PROBLEM DESCRIPTION: Filter the data for lines with the word "sets", then copy every line so identified.

GIVEN INFORMATION:
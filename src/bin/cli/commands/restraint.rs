use clap::Subcommand;
use coinmill::dto::CreateRestraintDto;

use crate::client::CoinmillClient;
use crate::output::{self, OutputConfig};

/// Restraint management commands
#[derive(Subcommand, Debug)]
pub enum RestraintCommands {
    /// List all upgrade sets and their restraints
    List,
    /// Append a restraint to the first upgrade set
    Create {
        /// The owning user ID
        #[clap(long)]
        user_id: Option<String>,
        /// Name of the restraint
        #[clap(long)]
        name: String,
        /// Starting level
        #[clap(long, default_value_t = 1)]
        level: i32,
        /// Cost in "<number>k" form
        #[clap(long)]
        cost: String,
        /// Coins per minute the restraint contributes
        #[clap(long)]
        coin_min: f64,
        /// Icon reference
        #[clap(long, default_value = "")]
        icon: String,
        /// Flavor text
        #[clap(long, default_value = "")]
        quote: String,
    },
    /// Buy the next level of a restraint
    Upgrade {
        /// The upgrade set ID
        upgrade_set_id: String,
        /// The restraint ID
        restraint_id: String,
    },
    /// Add to a user's coins-per-minute rate
    AddRate {
        /// The user ID
        #[clap(long)]
        user_id: String,
        /// Amount to add
        #[clap(long)]
        coin_min: f64,
    },
}

/// Executes a restraint command
pub async fn execute(
    client: &CoinmillClient,
    cmd: RestraintCommands,
    config: &OutputConfig,
) -> Result<(), Box<dyn std::error::Error>> {
    match cmd {
        RestraintCommands::List => {
            let sets = client.list_upgrade_sets().await?;
            output::print_upgrade_sets(&sets, config);
        }
        RestraintCommands::Create { user_id, name, level, cost, coin_min, icon, quote } => {
            let dto = CreateRestraintDto { user_id, name, level, cost, coin_min, icon, quote };
            let set = client.create_restraint(&dto).await?;
            output::print_upgrade_set(&set, config);
        }
        RestraintCommands::Upgrade { upgrade_set_id, restraint_id } => {
            let set = client.upgrade_restraint(&upgrade_set_id, &restraint_id).await?;
            output::print_upgrade_set(&set, config);
        }
        RestraintCommands::AddRate { user_id, coin_min } => {
            let reply = client.update_coins_per_minute(user_id, coin_min).await?;
            output::print_success(&reply.message, config);
        }
    }
    Ok(())
}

OUTPUT:
    /// List all upgrade sets and their restraints
            let sets = client.list_upgrade_sets().await?;
            output::print_upgrade_sets(&sets, config);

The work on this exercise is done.